Recently, the mom of a former teen client reached out to me. Her daughter (who I will call Gwen, because that is not her real name) is approaching her 15th birthday. For her birthday, Mom is putting​ together a book that is full of words of advice and courage from women Gwen admires.

I immediately loved the idea, and felt honored when she asked if I would be willing to contribute. Of course my answer was a wholehearted YES!

A few weeks later, I sat down with the prompt Mom had sent. It asked for “words of courage, strength, wisdom that you have from your life and maybe wished a strong woman had shared with you at age 15. Another way to think of it – who were you at 15 and what have you learned? What’s one piece of wisdom you can pass along?”

Here is what I wrote.


Gwen,

When I think back to 15-year-old Annette, the first thing I want to do is give her a big bear hug. At that age, I was a straight-A student. A girl who laughed with my friends over white hot chocolates at our favorite coffee spot. A mediocre sibling to my sister, because I was obviously way cooler than her and her 8th-gradeness. A daughter who took her parents for granted, not realizing that the opportunities and love they gave me were incredible blessings.

But none of that is why I want to give her a hug. I want to give her a hug because 15-year-old Annette was also incredibly insecure. 

Not the obvious type of insecure you could see on the surface. The under-the-radar (or so I thought) type of insecure that had me evaluating my every move, trying to decide if this or that comment or action would make people like me. 

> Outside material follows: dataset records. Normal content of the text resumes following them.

//! Fundamental-frequency estimation via YIN-style autocorrelation.
//!
//! Per-window detection restricted to a configured frequency band, with a
//! confidence derived from the depth of the cumulative-mean-normalized
//! difference trough. Streaming operation advances an internal buffer by the
//! configured hop.

use crate::config::PitchConfig;
use crate::error::{EngineError, Result};
use serde::Serialize;

/// Minimum RMS below which a window is treated as silent.
const SILENCE_RMS: f32 = 1e-4;

/// Maximum number of contour points retained for vibrato tracking.
const CONTOUR_CAPACITY: usize = 128;

/// One pitch estimate.
#[derive(Debug, Clone, Copy, Serialize)]
#[serde(rename_all = "camelCase")]
pub struct PitchResult {
    /// Estimated fundamental in Hz; 0.0 when unvoiced or silent.
    pub frequency_hz: f32,
    /// Trough-depth confidence in `[0, 1]`.
    pub confidence: f32,
    /// Vibrato rate in Hz, when detection is enabled and a stable
    /// oscillation is present in the recent contour.
    pub vibrato_rate_hz: Option<f32>,
    /// Seconds of audio processed before this window.
    pub timestamp_secs: f32,
}

/// YIN-style pitch analyzer.
pub struct PitchAnalyzer {
    config: PitchConfig,
    sample_rate: f32,
    /// Streaming accumulation buffer, advanced by `hop_size`.
    buffer: Vec<f32>,
    /// Scratch for the cumulative-mean-normalized difference function.
    cmnd: Vec<f32>,
    /// Recent (timestamp, frequency) pairs of voiced windows.
    contour: Vec<(f32, f32)>,
    current: Option<PitchResult>,
    processed_windows: u64,
}

impl PitchAnalyzer {
    /// Create an analyzer for the given sample rate.
    ///
    /// # Errors
    ///
    /// Returns `InvalidParams` if the sample rate, window geometry, or
    /// frequency band is out of range.
    pub fn new(sample_rate: f32, config: &PitchConfig) -> Result<Self> {
        if sample_rate <= 0.0 {
            return Err(EngineError::InvalidParams(format!(
                "sample rate must be positive, got {sample_rate}"
            )));
        }
        if config.window_size == 0 || config.hop_size == 0 || config.hop_size > config.window_size
        {
            return Err(EngineError::InvalidParams(format!(
                "pitch window/hop {}/{} out of range",
                config.window_size, config.hop_size
            )));
        }
        if config.min_freq_hz <= 0.0 || config.max_freq_hz <= config.min_freq_hz {
            return Err(EngineError::InvalidParams(format!(
                "pitch band [{}, {}] Hz is empty",
                config.min_freq_hz, config.max_freq_hz
            )));
        }
        if config.max_freq_hz >= sample_rate / 2.0 {
            return Err(EngineError::InvalidParams(format!(
                "pitch band upper edge {} Hz exceeds Nyquist",
                config.max_freq_hz
            )));
        }
        // The longest searched period must fit in half a window.
        let max_lag = (sample_rate / config.min_freq_hz) as usize;
        if max_lag * 2 > config.window_size {
            return Err(EngineError::InvalidParams(format!(
                "window of {} samples too short for a {} Hz floor at {} Hz",
                config.window_size, config.min_freq_hz, sample_rate
            )));
        }

        Ok(Self {
            config: config.clone(),
            sample_rate,
            buffer: Vec::with_capacity(config.window_size * 2),
            cmnd: Vec::new(),
            contour: Vec::with_capacity(CONTOUR_CAPACITY),
            current: None,
            processed_windows: 0,
        })
    }

    /// Estimate the fundamental of one analysis window.
    ///
    /// # Errors
    ///
    /// Returns `InsufficientData` if `window` is shorter than the configured
    /// window size.
    pub fn analyze(&mut self, window: &[f32]) -> Result<PitchResult> {
        if window.len() < self.config.window_size {
            return Err(EngineError::InsufficientData(
                "pitch window shorter than configured window size",
            ));
        }

        let timestamp_secs =
            self.processed_windows as f32 * self.config.hop_size as f32 / self.sample_rate;
        self.processed_windows += 1;

        let rms = rms(window);
        if rms < SILENCE_RMS {
            let result = PitchResult {
                frequency_hz: 0.0,
                confidence: 0.0,
                vibrato_rate_hz: None,
                timestamp_secs,
            };
            self.current = Some(result);
            return Ok(result);
        }

        let (frequency_hz, confidence) = self.detect(window);

        if frequency_hz > 0.0 && confidence > 0.3 {
            if self.contour.len() == CONTOUR_CAPACITY {
                self.contour.remove(0);
            }
            self.contour.push((timestamp_secs, frequency_hz));
        }

        let vibrato_rate_hz = if self.config.enable_vibrato_detection {
            self.estimate_vibrato_rate()
        } else {
            None
        };

        let result = PitchResult {
            frequency_hz,
            confidence,
            vibrato_rate_hz,
            timestamp_secs,
        };
        self.current = Some(result);
        Ok(result)
    }

    /// Feed arbitrary-length audio; runs [`analyze`](Self::analyze) for each
    /// full window and advances by the hop.
    ///
    /// # Errors
    ///
    /// Propagates analysis errors.
    pub fn process_chunk(&mut self, chunk: &[f32]) -> Result<()> {
        self.buffer.extend_from_slice(chunk);
        while self.buffer.len() >= self.config.window_size {
            let window: Vec<f32> = self.buffer[..self.config.window_size].to_vec();
            self.analyze(&window)?;
            self.buffer.drain(..self.config.hop_size);
        }
        Ok(())
    }

    /// Most recent estimate.
    ///
    /// # Errors
    ///
    /// Returns `InsufficientData` before the first full window.
    pub fn current_pitch(&self) -> Result<PitchResult> {
        self.current
            .ok_or(EngineError::InsufficientData("no pitch window processed yet"))
    }

    /// Clear buffered audio, contour, and the current estimate.
    pub fn reset(&mut self) {
        self.buffer.clear();
        self.contour.clear();
        self.current = None;
        self.processed_windows = 0;
    }

    /// YIN detection over `window`: cumulative-mean-normalized difference,
    /// absolute-threshold trough search, parabolic refinement.
    fn detect(&mut self, window: &[f32]) -> (f32, f32) {
        let lag_min = (self.sample_rate / self.config.max_freq_hz).floor().max(2.0) as usize;
        let lag_max = ((self.sample_rate / self.config.min_freq_hz) as usize)
            .min(window.len() / 2);
        if lag_min + 2 >= lag_max {
            return (0.0, 0.0);
        }

        // Difference function over a fixed integration span.
        let span = window.len() - lag_max;
        self.cmnd.clear();
        self.cmnd.resize(lag_max + 1, 0.0);
        let mut running_sum = 0.0f32;
        for lag in 1..=lag_max {
            let mut d = 0.0f32;
            for i in 0..span {
                let delta = window[i] - window[i + lag];
                d += delta * delta;
            }
            running_sum += d;
            // Cumulative mean normalization; d'(0) is defined as 1.
            self.cmnd[lag] = if running_sum > 0.0 {
                d * lag as f32 / running_sum
            } else {
                1.0
            };
        }
        self.cmnd[0] = 1.0;

        // First trough under the threshold wins; otherwise the global min.
        let mut best_lag = 0usize;
        let mut best_val = f32::MAX;
        let mut lag = lag_min;
        while lag < lag_max {
            let v = self.cmnd[lag];
            if v < self.config.threshold && self.cmnd[lag + 1] >= v {
                best_lag = lag;
                best_val = v;
                break;
            }
            if v < best_val {
                best_val = v;
                best_lag = lag;
            }
            lag += 1;
        }
        if best_lag == 0 {
            return (0.0, 0.0);
        }

        // Parabolic interpolation around the trough.
        let refined = if best_lag > lag_min && best_lag + 1 < lag_max {
            let left = self.cmnd[best_lag - 1];
            let mid = self.cmnd[best_lag];
            let right = self.cmnd[best_lag + 1];
            let denom = left - 2.0 * mid + right;
            if denom.abs() > 1e-12 {
                best_lag as f32 + 0.5 * (left - right) / denom
            } else {
                best_lag as f32
            }
        } else {
            best_lag as f32
        };

        let frequency = self.sample_rate / refined;
        if frequency < self.config.min_freq_hz || frequency > self.config.max_freq_hz {
            return (0.0, 0.0);
        }

        let confidence = (1.0 - best_val).clamp(0.0, 1.0);
        (frequency, confidence)
    }

    /// Vibrato rate from sign changes of the detrended recent contour.
    fn estimate_vibrato_rate(&self) -> Option<f32> {
        if self.contour.len() < 8 {
            return None;
        }
        let span = self.contour[self.contour.len() - 1].0 - self.contour[0].0;
        if span < 0.25 {
            return None;
        }

        let mean = self.contour.iter().map(|&(_, f)| f).sum::<f32>() / self.contour.len() as f32;
        if mean <= 0.0 {
            return None;
        }

        // Depth gate: a real vibrato modulates by more than ~0.3% of f0.
        let max_dev = self
            .contour
            .iter()
            .map(|&(_, f)| (f - mean).abs())
            .fold(0.0f32, f32::max);
        if max_dev / mean < 0.003 {
            return None;
        }

        let mut crossings = 0usize;
        let mut prev_sign = 0i32;
        for &(_, f) in &self.contour {
            let sign = if f > mean {
                1
            } else if f < mean {
                -1
            } else {
                0
            };
            if sign != 0 && prev_sign != 0 && sign != prev_sign {
                crossings += 1;
            }
            if sign != 0 {
                prev_sign = sign;
            }
        }

        let rate = crossings as f32 / (2.0 * span);
        (0.5..=20.0).contains(&rate).then_some(rate)
    }
}

fn rms(samples: &[f32]) -> f32 {
    if samples.is_empty() {
        return 0.0;
    }
    let sum_sq: f32 = samples.iter().map(|s| s * s).sum();
    (sum_sq / samples.len() as f32).sqrt()
}

#[cfg(test)]
mod tests {
    #![allow(clippy::unwrap_used, clippy::expect_used, clippy::panic)]

    use super::*;

    const SAMPLE_RATE: f32 = 44_100.0;

    fn analyzer() -> PitchAnalyzer {
        PitchAnalyzer::new(SAMPLE_RATE, &PitchConfig::default()).unwrap()
    }

    fn sine(freq: f32, secs: f32) -> Vec<f32> {
        let n = (secs * SAMPLE_RATE) as usize;
        (0..n)
            .map(|i| (2.0 * std::f32::consts::PI * freq * i as f32 / SAMPLE_RATE).sin() * 0.5)
            .collect()
    }

    #[test]
    fn pure_tone_within_five_percent() {
        let mut pitch = analyzer();
        let audio = sine(440.0, 0.3);
        let result = pitch.analyze(&audio[..2048]).unwrap();
        assert!(
            (result.frequency_hz - 440.0).abs() < 440.0 * 0.05,
            "estimated {} Hz",
            result.frequency_hz
        );
        assert!(result.confidence >= 0.5, "confidence {}", result.confidence);
    }

    #[test]
    fn low_tone_detected() {
        let mut pitch = analyzer();
        let audio = sine(110.0, 0.1);
        let result = pitch.analyze(&audio[..2048]).unwrap();
        assert!(
            (result.frequency_hz - 110.0).abs() < 110.0 * 0.05,
            "estimated {} Hz",
            result.frequency_hz
        );
    }

    #[test]
    fn silence_reports_zero_confidence() {
        let mut pitch = analyzer();
        let result = pitch.analyze(&vec![0.0; 2048]).unwrap();
        assert_eq!(result.frequency_hz, 0.0);
        assert_eq!(result.confidence, 0.0);
    }

    #[test]
    fn noise_reports_low_confidence() {
        use rand::{Rng, SeedableRng};
        let mut rng = rand::rngs::StdRng::seed_from_u64(7);
        let noise: Vec<f32> = (0..2048).map(|_| rng.r#gen::<f32>() * 2.0 - 1.0).collect();

        let mut pitch = analyzer();
        let result = pitch.analyze(&noise).unwrap();
        assert!(result.confidence < 0.5, "noise confidence {}", result.confidence);
    }

    #[test]
    fn short_window_is_insufficient_data() {
        let mut pitch = analyzer();
        let err = pitch.analyze(&[0.1; 100]).unwrap_err();
        assert_eq!(err.status(), "INSUFFICIENT_DATA");
    }

    #[test]
    fn streaming_matches_hop_cadence() {
        let mut pitch = analyzer();
        let audio = sine(330.0, 0.5);
        pitch.process_chunk(&audio).unwrap();

        let result = pitch.current_pitch().unwrap();
        assert!(
            (result.frequency_hz - 330.0).abs() < 330.0 * 0.05,
            "estimated {} Hz",
            result.frequency_hz
        );
    }

    #[test]
    fn current_pitch_before_data_is_insufficient() {
        let pitch = analyzer();
        assert_eq!(
            pitch.current_pitch().unwrap_err().status(),
            "INSUFFICIENT_DATA"
        );
    }

    #[test]
    fn reset_clears_state() {
        let mut pitch = analyzer();
        pitch.process_chunk(&sine(440.0, 0.2)).unwrap();
        assert!(pitch.current_pitch().is_ok());

        pitch.reset();
        assert!(pitch.current_pitch().is_err());
        assert_eq!(pitch.processed_windows, 0);
    }

    #[test]
    fn vibrato_detected_on_modulated_tone() {
        // 440 Hz carrier with a 6 Hz, ±3% frequency modulation.
        let n = (1.5 * SAMPLE_RATE) as usize;
        let mut phase = 0.0f64;
        let audio: Vec<f32> = (0..n)
            .map(|i| {
                let t = i as f64 / SAMPLE_RATE as f64;
                let freq = 440.0 * (1.0 + 0.03 * (2.0 * std::f64::consts::PI * 6.0 * t).sin());
                phase += 2.0 * std::f64::consts::PI * freq / SAMPLE_RATE as f64;
                (phase.sin() * 0.5) as f32
            })
            .collect();

        let mut pitch = analyzer();
        pitch.process_chunk(&audio).unwrap();
        let result = pitch.current_pitch().unwrap();
        let rate = result.vibrato_rate_hz.expect("vibrato should be detected");
        assert!(
            (rate - 6.0).abs() < 2.5,
            "vibrato rate {rate} Hz, expected near 6"
        );
    }

    #[test]
    fn steady_tone_has_no_vibrato() {
        let mut pitch = analyzer();
        pitch.process_chunk(&sine(440.0, 1.0)).unwrap();
        let result = pitch.current_pitch().unwrap();
        assert!(result.vibrato_rate_hz.is_none());
    }

    #[test]
    fn rejects_band_above_nyquist() {
        let config = PitchConfig {
            max_freq_hz: 30_000.0,
            ..PitchConfig::default()
        };
        assert!(PitchAnalyzer::new(SAMPLE_RATE, &config).is_err());
    }

    #[test]
    fn rejects_window_too_short_for_floor() {
        let config = PitchConfig {
            window_size: 256,
            hop_size: 128,
            ..PitchConfig::default()
        };
        assert!(PitchAnalyzer::new(SAMPLE_RATE, &config).is_err());
    }
}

I wanted boys to like me. 

I wanted girls to like me. 

I wanted my teachers to like me. 

I wanted colleges to like me. 

I wanted the approval of the entire world, served to me on a platter, so that I could be assured of my worth.

Gwen, since I’m lucky enough to have spent time in heart-to-heart conversation with you, I know that you are far more comfortable with yourself than I was at your age. 

But I also know that the desire to be liked – the subconscious tendency to give others the power to tell us if we’re good enough – is more or less universal.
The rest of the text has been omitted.